Tutto il calcio minuto per minuto

Riccardo Cucchi, la storia di Tutto il calcio minuto per minuto

Ha accompagnato non poche generazioni ad ascoltare il calcio attaccati a una radio, ha esaltato l’immaginazione di tanti ragazzi nel sentire le sue radiocronache di calcio, ha fatto esultare i tifosi quando la televisione non era ancora un bene di massa. Stiamo parlando di Riccardo Cucchi il quale, lo scorso febbraio, ha salutato gli studi di Tutto il calcio minuto per minuto per “riprendere in mano il suo vecchio violino”.

Con questa intervista, per la quale lo ringraziamo immensamente, abbiamo ripercorso alcuni momenti della sua carriera.

Come ha iniziato con “Tutto il calcio minuto per minuto”?

“Prima sognando che potesse succedere. Poi, assunto in Rai per concorso, preparandomi con corsi severi e rigorosi che venivano gestiti da grandi professionisti. Cito soltanto il nostro maestro di dizione, Arnoldo Foà. Fino al giorno del debutto, una gara di Coppa Italia tra la Fiorentina vice campione d’Italia e il Campobasso matricola di B. A quella gara era destinato Ezio Luzzi. Un’improvvisa febbre lo bloccò. Fui proposto io. Era il 23 agosto del 1981. Andò bene, mi dissero i capi di allora, e l’avventura iniziò”.

Com’è cambiato in 30 anni il rapporto tra calcio e radio?

“E’ cambiato come cambiano le cose della vita. L’avvento della tv ha modificato le abitudini degli italiani, che però, quando non hanno la tv a disposizione, sanno che la radio c’è. Con le sue antiche emozioni ed il fascino immutato. Non sono più 20 milioni come negli anni 60, ma sono tanti ed affezionati”.

Il calciatore che non dimenticherà mai?

“Maradona. Nessuno come lui sapeva trasformare il calcio in poesia, un gesto tecnico in arte, una corsa nell’episodio decisivo della partita, una traiettoria in magia”.

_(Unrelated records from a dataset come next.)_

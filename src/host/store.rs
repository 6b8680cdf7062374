//! On-disk package store
//!
//! ```text
//! <package_dir>/<name>.pkg.json   hash descriptor
//! <package_dir>/<name>_pkg/       unpacked files
//! ```

use crate::error::DistError;
use crate::package::{self, PackageHash};
use anyhow::{Context, Result};
use std::fs;
use std::path::{Component, Path, PathBuf};
use tracing::{debug, info};

#[derive(Debug, Clone)]
pub struct PackageStore {
    dir: PathBuf,
}

impl PackageStore {
    pub fn new(dir: impl Into<PathBuf>) -> Self {
        Self { dir: dir.into() }
    }

    pub fn dir(&self) -> &Path {
        &self.dir
    }

    pub fn descriptor_path(&self, name: &str) -> PathBuf {
        self.dir.join(format!("{}.pkg.json", name))
    }

    pub fn files_dir(&self, name: &str) -> PathBuf {
        self.dir.join(format!("{}_pkg", name))
    }

    /// Whether a package with this name has been stored
    pub fn exists(&self, name: &str) -> bool {
        self.descriptor_path(name).is_file() && self.files_dir(name).is_dir()
    }

    /// Stored hash descriptor for a package, if any
    pub fn stored_hash(&self, name: &str) -> Result<Option<PackageHash>> {
        validate_package_name(name)?;
        let path = self.descriptor_path(name);
        if !path.is_file() {
            return Ok(None);
        }
        let contents = fs::read_to_string(&path)
            .with_context(|| format!("Failed to read package descriptor: {}", path.display()))?;
        let hash = serde_json::from_str(&contents)
            .with_context(|| format!("Failed to parse package descriptor: {}", path.display()))?;
        Ok(Some(hash))
    }

    /// Whether an equal package is already stored
    pub fn has_package(&self, hash: &PackageHash) -> Result<bool> {
        Ok(self.stored_hash(&hash.name)?.map(|stored| stored == *hash).unwrap_or(false)
            && self.files_dir(&hash.name).is_dir())
    }

    /// Replace a package's files and descriptor
    ///
    /// The files directory is deleted and recreated before unbundling; the
    /// descriptor is written last so a partial update never looks current.
    pub fn add_update(&self, hash: &PackageHash, bundle: &[u8]) -> Result<usize> {
        validate_package_name(&hash.name)?;
        fs::create_dir_all(&self.dir)
            .with_context(|| format!("Failed to create package directory: {}", self.dir.display()))?;

        let descriptor = self.descriptor_path(&hash.name);
        if descriptor.exists() {
            fs::remove_file(&descriptor)
                .with_context(|| format!("Failed to remove descriptor: {}", descriptor.display()))?;
        }

        let files_dir = self.files_dir(&hash.name);
        if files_dir.exists() {
            debug!("Removing previous package files: {}", files_dir.display());
            fs::remove_dir_all(&files_dir)
                .with_context(|| format!("Failed to remove package files: {}", files_dir.display()))?;
        }
        fs::create_dir_all(&files_dir)
            .with_context(|| format!("Failed to create package files directory: {}", files_dir.display()))?;

        let written = package::unbundle(bundle, &files_dir)?;

        let json = serde_json::to_string_pretty(hash).context("Failed to serialize package descriptor")?;
        fs::write(&descriptor, json)
            .with_context(|| format!("Failed to write package descriptor: {}", descriptor.display()))?;

        info!("Stored package {} ({} files)", hash.name, written);
        Ok(written)
    }
}

/// A package name must be usable as a single file name
pub fn validate_package_name(name: &str) -> Result<()> {
    let mut components = Path::new(name).components();
    match (components.next(), components.next()) {
        (Some(Component::Normal(_)), None) => Ok(()),
        _ => Err(DistError::InvalidArguments(format!("invalid package name '{}'", name)).into()),
    }
}

/// Copy a directory tree; returns the number of files copied
pub fn copy_dir_all(src: &Path, dest: &Path) -> Result<usize> {
    fs::create_dir_all(dest).with_context(|| format!("Failed to create directory: {}", dest.display()))?;
    let mut copied = 0;
    for entry in fs::read_dir(src).with_context(|| format!("Failed to read directory: {}", src.display()))? {
        let entry = entry?;
        let target = dest.join(entry.file_name());
        if entry.file_type()?.is_dir() {
            copied += copy_dir_all(&entry.path(), &target)?;
        } else {
            fs::copy(entry.path(), &target)
                .with_context(|| format!("Failed to copy {} to {}", entry.path().display(), target.display()))?;
            copied += 1;
        }
    }
    Ok(copied)
}
//! Typed failures
//!
//! Most of the crate propagates `anyhow::Error`. The variants here are the
//! failures callers are expected to match on; recover them with
//! `err.downcast_ref::<DistError>()`.

use serde::{Deserialize, Serialize};
use std::fmt;
use thiserror::Error;

/// Kind of a fault raised on the worker side of a remote call
#[derive(Debug, Clone, Copy, Serialize, Deserialize, PartialEq, Eq)]
pub enum FaultKind {
    /// The method identifier is not in the worker's method table
    MethodNotFound,
    /// The invoked method returned an error
    Invocation,
    /// The invoked method panicked
    Panic,
}

impl fmt::Display for FaultKind {
    fn fmt(&self, f: &mut fmt::Formatter<'_>) -> fmt::Result {
        match self {
            FaultKind::MethodNotFound => write!(f, "method not found"),
            FaultKind::Invocation => write!(f, "invocation failed"),
            FaultKind::Panic => write!(f, "method panicked"),
        }
    }
}

/// Errors surfaced by the distribution layer
#[derive(Debug, Error)]
pub enum DistError {
    #[error("package does not exist: {0}")]
    PackageNotFound(String),

    #[error("no live session with id {0}")]
    SessionNotFound(uuid::Uuid),

    #[error("unknown method identifier {ident}")]
    MethodNotFound { ident: u32 },

    #[error("cannot match method '{name}' to its server side equivalent")]
    MethodUnresolved { name: String },

    #[error("remote {kind}: {message}")]
    RemoteFault { kind: FaultKind, message: String },

    #[error("contract and implementation mismatch: {implementation} does not implement {contract}")]
    ContractMismatch {
        contract: String,
        implementation: String,
    },

    #[error("unknown type name: {0}")]
    UnknownType(String),

    #[error("invalid arguments: {0}")]
    InvalidArguments(String),

    #[error("protocol error: {0}")]
    Protocol(String),

    #[error("no connected slots available")]
    NoSlots,
}

impl DistError {
    /// Message carried by a remote fault, if this is one
    pub fn remote_message(&self) -> Option<&str> {
        match self {
            DistError::RemoteFault { message, .. } => Some(message),
            _ => None,
        }
    }
}

#[cfg(test)]
mod tests {
    use super::*;

    #[test]
    fn test_remote_fault_display() {
        let err = DistError::RemoteFault {
            kind: FaultKind::Invocation,
            message: "divide by zero".to_string(),
        };
        assert_eq!(err.to_string(), "remote invocation failed: divide by zero");
        assert_eq!(err.remote_message(), Some("divide by zero"));
    }

    #[test]
    fn test_downcast_through_anyhow() {
        let err: anyhow::Error = DistError::PackageNotFound("app".to_string()).into();
        match err.downcast_ref::<DistError>() {
            Some(DistError::PackageNotFound(name)) => assert_eq!(name, "app"),
            other => panic!("unexpected: {:?}", other),
        }
    }
}
//! Client side RPC
//!
//! [`ServiceClient`] talks to one host, opening a fresh TCP connection per
//! request. [`RemoteChannel`] binds a service client to one session and
//! turns named method calls into synchronized method identifiers; contract
//! adapters ([`Contract`]) are thin wrappers around a channel.

use crate::distributed::protocol::{
    decode_value, request, DistributedSessionNode, DistributedSessionRequest, InvokeResponse, Message,
    MethodSyncInfo, SessionId,
};
use crate::error::{DistError, FaultKind};
use crate::logsink::LogMessage;
use crate::package::PackageHash;
use crate::Result;
use anyhow::Context;
use serde::de::DeserializeOwned;
use std::fmt;
use std::net::SocketAddr;
use std::sync::Arc;
use tokio::net::TcpStream;
use tokio::sync::OnceCell;

/// Requests to one host service
#[derive(Debug, Clone, Copy, PartialEq, Eq)]
pub struct ServiceClient {
    server: SocketAddr,
}

impl ServiceClient {
    pub fn new(server: SocketAddr) -> Self {
        Self { server }
    }

    pub fn server(&self) -> SocketAddr {
        self.server
    }

    /// Send one request on a new connection and wait for its reply
    ///
    /// An `Error` reply is returned as an error.
    pub async fn call(&self, msg: &Message) -> Result<Message> {
        let mut stream = TcpStream::connect(self.server)
            .await
            .with_context(|| format!("Failed to connect to host {}", self.server))?;
        stream.set_nodelay(true).ok();

        match request(&mut stream, msg)
            .await
            .with_context(|| format!("{} to {} failed", msg.name(), self.server))?
        {
            Message::Error(e) => Err(e.into_error()),
            reply => Ok(reply),
        }
    }

    pub async fn has_package(&self, hash: &PackageHash) -> Result<bool> {
        match self.call(&Message::HasPackage(hash.clone())).await? {
            Message::HasPackageReply(found) => Ok(found),
            other => Err(unexpected(other)),
        }
    }

    pub async fn add_update_package(&self, hash: &PackageHash, bundle: Vec<u8>) -> Result<()> {
        let msg = Message::AddUpdatePackage {
            hash: hash.clone(),
            bundle,
        };
        match self.call(&msg).await? {
            Message::PackageStored => Ok(()),
            other => Err(unexpected(other)),
        }
    }

    pub async fn create_session(&self, request: DistributedSessionRequest) -> Result<DistributedSessionNode> {
        match self.call(&Message::CreateSession(request)).await? {
            Message::SessionCreated(node) => Ok(node),
            other => Err(unexpected(other)),
        }
    }

    pub async fn kill_session(&self, session_id: SessionId) -> Result<()> {
        match self.call(&Message::KillSession(Some(session_id))).await? {
            Message::SessionKilled => Ok(()),
            other => Err(unexpected(other)),
        }
    }

    pub async fn sync_interface(&self, session_id: SessionId) -> Result<Vec<MethodSyncInfo>> {
        match self.call(&Message::SyncInterface(Some(session_id))).await? {
            Message::Interface(table) => Ok(table),
            other => Err(unexpected(other)),
        }
    }

    pub async fn invoke(&self, session_id: SessionId, method_ident: u32, params: Vec<Vec<u8>>) -> Result<InvokeResponse> {
        let msg = Message::InvokeRemoteMethod {
            session_id: Some(session_id),
            method_ident,
            params,
        };
        match self.call(&msg).await? {
            Message::Invoked(response) => Ok(response),
            other => Err(unexpected(other)),
        }
    }

    pub async fn sweep_log_messages(&self, session_id: SessionId) -> Result<Vec<LogMessage>> {
        match self.call(&Message::SweepLogMessages(Some(session_id))).await? {
            Message::LogMessages(messages) => Ok(messages),
            other => Err(unexpected(other)),
        }
    }
}

fn unexpected(reply: Message) -> anyhow::Error {
    DistError::Protocol(format!("unexpected reply {}", reply.name())).into()
}

/// Hooks run around every remote invocation on a channel
pub trait CallObserver: Send + Sync {
    fn call_started(&self);
    fn call_finished(&self);
}

struct ObserverGuard<'a>(&'a dyn CallObserver);

impl<'a> ObserverGuard<'a> {
    fn new(observer: &'a dyn CallObserver) -> Self {
        observer.call_started();
        Self(observer)
    }
}

impl Drop for ObserverGuard<'_> {
    fn drop(&mut self) {
        self.0.call_finished();
    }
}

/// Successful outcome of a call with by-reference parameters
#[derive(Debug, Clone)]
pub struct CallOutcome {
    values: Vec<Option<Vec<u8>>>,
}

impl CallOutcome {
    /// Decode the return value
    pub fn return_value<R: DeserializeOwned>(&self) -> Result<R> {
        let bytes = self
            .values
            .first()
            .and_then(|v| v.as_deref())
            .ok_or_else(|| DistError::Protocol("response carries no return value".to_string()))?;
        decode_value(bytes)
    }

    /// Write the echoed value of parameter `index` back into `target`
    pub fn read_back<T: DeserializeOwned>(&self, index: usize, target: &mut T) -> Result<()> {
        let bytes = self
            .values
            .get(index + 1)
            .and_then(|v| v.as_deref())
            .ok_or_else(|| DistError::Protocol(format!("parameter {} was not echoed back", index)))?;
        *target = decode_value(bytes)?;
        Ok(())
    }
}

/// A session-bound channel with a lazily synchronized method table
pub struct RemoteChannel {
    client: ServiceClient,
    session_id: SessionId,
    methods: OnceCell<Vec<MethodSyncInfo>>,
    observer: Option<Arc<dyn CallObserver>>,
}

impl RemoteChannel {
    pub fn new(end_point: SocketAddr, session_id: SessionId) -> Self {
        Self {
            client: ServiceClient::new(end_point),
            session_id,
            methods: OnceCell::new(),
            observer: None,
        }
    }

    pub fn with_observer(mut self, observer: Arc<dyn CallObserver>) -> Self {
        self.observer = Some(observer);
        self
    }

    pub fn end_point(&self) -> SocketAddr {
        self.client.server()
    }

    pub fn session_id(&self) -> SessionId {
        self.session_id
    }

    /// The session's method table, fetched on first use
    pub async fn methods(&self) -> Result<&[MethodSyncInfo]> {
        let table = self
            .methods
            .get_or_try_init(|| self.client.sync_interface(self.session_id))
            .await?;
        Ok(table)
    }

    /// Identifier of the method with this name and parameter types
    pub async fn resolve(&self, name: &str, param_types: &[&str]) -> Result<u32> {
        self.methods()
            .await?
            .iter()
            .find(|m| {
                m.method_name == name
                    && m.parameter_types.len() == param_types.len()
                    && m.parameter_types.iter().zip(param_types).all(|(a, b)| a == b)
            })
            .map(|m| m.method_ident)
            .ok_or_else(|| {
                DistError::MethodUnresolved {
                    name: name.to_string(),
                }
                .into()
            })
    }

    /// Invoke a method and decode its return value
    ///
    /// A fault raised by the remote method is returned as
    /// [`DistError::RemoteFault`]; an identifier the worker does not know
    /// is returned as [`DistError::MethodNotFound`].
    pub async fn call<R: DeserializeOwned>(&self, name: &str, param_types: &[&str], args: Vec<Vec<u8>>) -> Result<R> {
        self.call_with_refs(name, param_types, args).await?.return_value()
    }

    /// Invoke a method whose by-reference parameters the caller reads back
    pub async fn call_with_refs(&self, name: &str, param_types: &[&str], args: Vec<Vec<u8>>) -> Result<CallOutcome> {
        let method_ident = self.resolve(name, param_types).await?;

        let response = {
            let _guard = self.observer.as_deref().map(ObserverGuard::new);
            self.client.invoke(self.session_id, method_ident, args).await?
        };

        match response.fault_info() {
            // Stale method table on our side
            Some(fault) if fault.kind == FaultKind::MethodNotFound => {
                return Err(DistError::MethodNotFound { ident: method_ident }.into())
            }
            Some(fault) => return Err(DistError::from(fault).into()),
            None => {}
        }
        Ok(CallOutcome {
            values: response.values,
        })
    }
}

impl fmt::Debug for RemoteChannel {
    fn fmt(&self, f: &mut fmt::Formatter<'_>) -> fmt::Result {
        f.debug_struct("RemoteChannel")
            .field("end_point", &self.client.server())
            .field("session_id", &self.session_id)
            .field("synchronized", &self.methods.initialized())
            .finish()
    }
}

/// Client side adapter for one contract
///
/// Each contract method encodes its arguments, calls
/// [`RemoteChannel::call`] with the method name and declared parameter
/// types, and returns the decoded value.
pub trait Contract: Send + Sync + Sized + 'static {
    /// Name of the contract; must match the implementation's declaration
    const NAME: &'static str;

    fn bind(channel: RemoteChannel) -> Self;
}

#[cfg(test)]
mod tests {
    use super::*;
    use crate::distributed::protocol::{encode_value, read_message, write_message, RemoteFault};
    use std::sync::atomic::{AtomicUsize, Ordering};
    use tokio::net::TcpListener;
    use uuid::Uuid;

    /// Host stand-in answering SyncInterface and InvokeRemoteMethod
    async fn fake_host(fault_on: u32, fault: FaultKind) -> SocketAddr {
        let listener = TcpListener::bind("127.0.0.1:0").await.unwrap();
        let addr = listener.local_addr().unwrap();
        tokio::spawn(async move {
            loop {
                let (mut stream, _) = listener.accept().await.unwrap();
                let reply = match read_message(&mut stream).await.unwrap() {
                    Message::SyncInterface(_) => Message::Interface(vec![
                        MethodSyncInfo {
                            method_ident: 0,
                            method_name: "square".to_string(),
                            parameter_types: vec!["i64".to_string()],
                        },
                        MethodSyncInfo {
                            method_ident: 1,
                            method_name: "swap".to_string(),
                            parameter_types: vec!["String".to_string(), "String".to_string()],
                        },
                    ]),
                    Message::InvokeRemoteMethod { method_ident, .. } if method_ident == fault_on => {
                        Message::Invoked(InvokeResponse::faulted(&RemoteFault::new(
                            fault,
                            "negative input",
                        )))
                    }
                    Message::InvokeRemoteMethod { method_ident: 0, params, .. } => {
                        let n: i64 = decode_value(&params[0]).unwrap();
                        Message::Invoked(InvokeResponse::success(vec![Some(encode_value(&(n * n)).unwrap()), None]))
                    }
                    Message::InvokeRemoteMethod { params, .. } => Message::Invoked(InvokeResponse::success(vec![
                        Some(encode_value(&()).unwrap()),
                        Some(params[1].clone()),
                        Some(params[0].clone()),
                    ])),
                    other => panic!("unexpected request {}", other.name()),
                };
                write_message(&mut stream, &reply).await.unwrap();
            }
        });
        addr
    }

    #[derive(Default)]
    struct Counting {
        started: AtomicUsize,
        finished: AtomicUsize,
    }

    impl CallObserver for Counting {
        fn call_started(&self) {
            self.started.fetch_add(1, Ordering::SeqCst);
        }
        fn call_finished(&self) {
            self.finished.fetch_add(1, Ordering::SeqCst);
        }
    }

    #[tokio::test]
    async fn test_call_resolves_and_decodes() {
        let addr = fake_host(99, FaultKind::Invocation).await;
        let observer = Arc::new(Counting::default());
        let channel = RemoteChannel::new(addr, Uuid::new_v4()).with_observer(observer.clone());

        let squared: i64 = channel.call("square", &["i64"], vec![encode_value(&7i64).unwrap()]).await.unwrap();
        assert_eq!(squared, 49);
        assert_eq!(observer.started.load(Ordering::SeqCst), 1);
        assert_eq!(observer.finished.load(Ordering::SeqCst), 1);
    }

    #[tokio::test]
    async fn test_by_ref_read_back() {
        let addr = fake_host(99, FaultKind::Invocation).await;
        let channel = RemoteChannel::new(addr, Uuid::new_v4());

        let mut a = "left".to_string();
        let mut b = "right".to_string();
        let outcome = channel
            .call_with_refs("swap", &["String", "String"], vec![encode_value(&a).unwrap(), encode_value(&b).unwrap()])
            .await
            .unwrap();
        outcome.read_back(0, &mut a).unwrap();
        outcome.read_back(1, &mut b).unwrap();
        assert_eq!((a.as_str(), b.as_str()), ("right", "left"));
    }

    #[tokio::test]
    async fn test_remote_fault_is_reraised() {
        let addr = fake_host(0, FaultKind::Invocation).await;
        let channel = RemoteChannel::new(addr, Uuid::new_v4());

        let err = channel
            .call::<i64>("square", &["i64"], vec![encode_value(&-1i64).unwrap()])
            .await
            .unwrap_err();
        match err.downcast_ref::<DistError>() {
            Some(DistError::RemoteFault { kind, message }) => {
                assert_eq!(*kind, FaultKind::Invocation);
                assert_eq!(message, "negative input");
            }
            other => panic!("unexpected error: {:?}", other),
        }
    }

    #[tokio::test]
    async fn test_unknown_ident_maps_to_method_not_found() {
        let addr = fake_host(1, FaultKind::MethodNotFound).await;
        let channel = RemoteChannel::new(addr, Uuid::new_v4());

        let a = "left".to_string();
        let err = channel
            .call_with_refs("swap", &["String", "String"], vec![encode_value(&a).unwrap(), encode_value(&a).unwrap()])
            .await
            .unwrap_err();
        assert!(matches!(err.downcast_ref::<DistError>(), Some(DistError::MethodNotFound { ident: 1 })));

        // Other methods on the same channel are unaffected
        let squared: i64 = channel.call("square", &["i64"], vec![encode_value(&3i64).unwrap()]).await.unwrap();
        assert_eq!(squared, 9);
    }

    #[tokio::test]
    async fn test_unresolved_method() {
        let addr = fake_host(99, FaultKind::Invocation).await;
        let channel = RemoteChannel::new(addr, Uuid::new_v4());

        let err = channel.resolve("square", &["String"]).await.unwrap_err();
        assert!(matches!(err.downcast_ref::<DistError>(), Some(DistError::MethodUnresolved { name }) if name == "square"));
        assert_eq!(channel.resolve("swap", &["String", "String"]).await.unwrap(), 1);
    }

    #[tokio::test]
    async fn test_unreachable_host() {
        let listener = TcpListener::bind("127.0.0.1:0").await.unwrap();
        let addr = listener.local_addr().unwrap();
        drop(listener);
        assert!(ServiceClient::new(addr).sync_interface(Uuid::new_v4()).await.is_err());
    }
}
//! distloop host entry point

use anyhow::{Context, Result};
use clap::Parser;
use distloop::config::{cli::Cli, toml::load_host_config, validator::validate_host_config};
use distloop::host::{HostService, ProcessLauncher};
use std::sync::Arc;
use tracing_subscriber::EnvFilter;

#[tokio::main]
async fn main() -> Result<()> {
    let cli = Cli::parse();

    let default_level = if cli.debug { "debug" } else { "info" };
    let filter = EnvFilter::try_from_default_env().unwrap_or_else(|_| EnvFilter::new(default_level));
    tracing_subscriber::fmt().with_env_filter(filter).init();

    println!("distloop host v{}", env!("CARGO_PKG_VERSION"));
    println!();

    let config = load_host_config(&cli)?;
    validate_host_config(&config).context("Configuration validation failed")?;
    if config.run_local_in_process {
        anyhow::bail!(
            "In-process sessions need the worker implementations linked into the host; \
             embed HostService::with_catalog in the application instead"
        );
    }

    println!("Configuration:");
    println!("{}", config);
    println!();

    let host = HostService::new(config, Arc::new(ProcessLauncher)).start().await?;
    println!("Listening on {} (Ctrl-C to stop)", host.local_addr());

    tokio::signal::ctrl_c()
        .await
        .context("Failed to wait for Ctrl-C")?;

    println!();
    println!("Shutting down");
    host.shutdown();
    Ok(())
}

L’intervista più difficile?

“Proprio con Maradona. Mi chiesero, in occasione di Italia 90, un’intervista esclusiva con lui. Doveva raccontarci il mondiale vinto con l’Argentina. Credevo fosse una missione impossibile. Ci lavorai con pazienza. E l’ottenni. Nella hall di albergo di Ginevra dove il Napoli avrebbe giocato una partita di coppa. 20 minuti con lui, con un registratore e un caffè. Da soli a parlare di calcio. 20 minuti indimenticabili”.

Lo scorso febbraio ha annunciato di essere tifoso della Lazio, come nasce questa passione?

“Nasce da bambino, nato a Roma, e con un papà torinese tifoso granata. Decise di portarmi allo stadio per la prima volta per un Lazio-Lanerossi Vicenza. Mi innamorai di quelle maglie biancocelesti. E del calcio”.

Ci racconta una domenica tipo del radiocronista?

“Sveglia presto, colazione abbondante (a pranzo ho sempre preferito non mangiare) lettura dei giornali, rivisitazione degli appunti, ingresso allo stadio almeno due ore prima (per vivere l’atmosfera e cogliere le notizie dell’ultima ora) concentrazione massima durante la radiocronaca, interviste in diretta, servizi per il GR, volo di ritorno nel quale ripensare a ciò che si è fatto. Anche in termini critici. E il giorno dopo riascoltarsi e cogliere errori e difetti. Per non ripeterli”.

L’addio di Totti alla Roma. E’ l’ultimo numero 10 in Italia secondo lei?

“Penso di sì. E non solo per le sue qualità di fuoriclasse. Ma anche perchè il calcio non ha più bisogno di numeri 10. Servono corsa, combattività, resistenza atletica, rigore tattico. C’è meno poesia e più pragmatismo”.

Finale di Champions League: la Juventus ha deluso. Quali i motivi?

“Il Real era più forte della Juventus a Cardiff. E i bianconeri hanno ceduto fisicamente e psicologicamente nel secondo tempo. Peccato”.

Cosa farà Riccardo Cucchi lontano dal microfono?

“Scriverà, leggerà, ascolterà musica, proverà a riprendere in mano il suo vecchio violino. E la domenica ascolterà Tutto il calcio minuto per minuto. La più bella trasmissione di sempre”.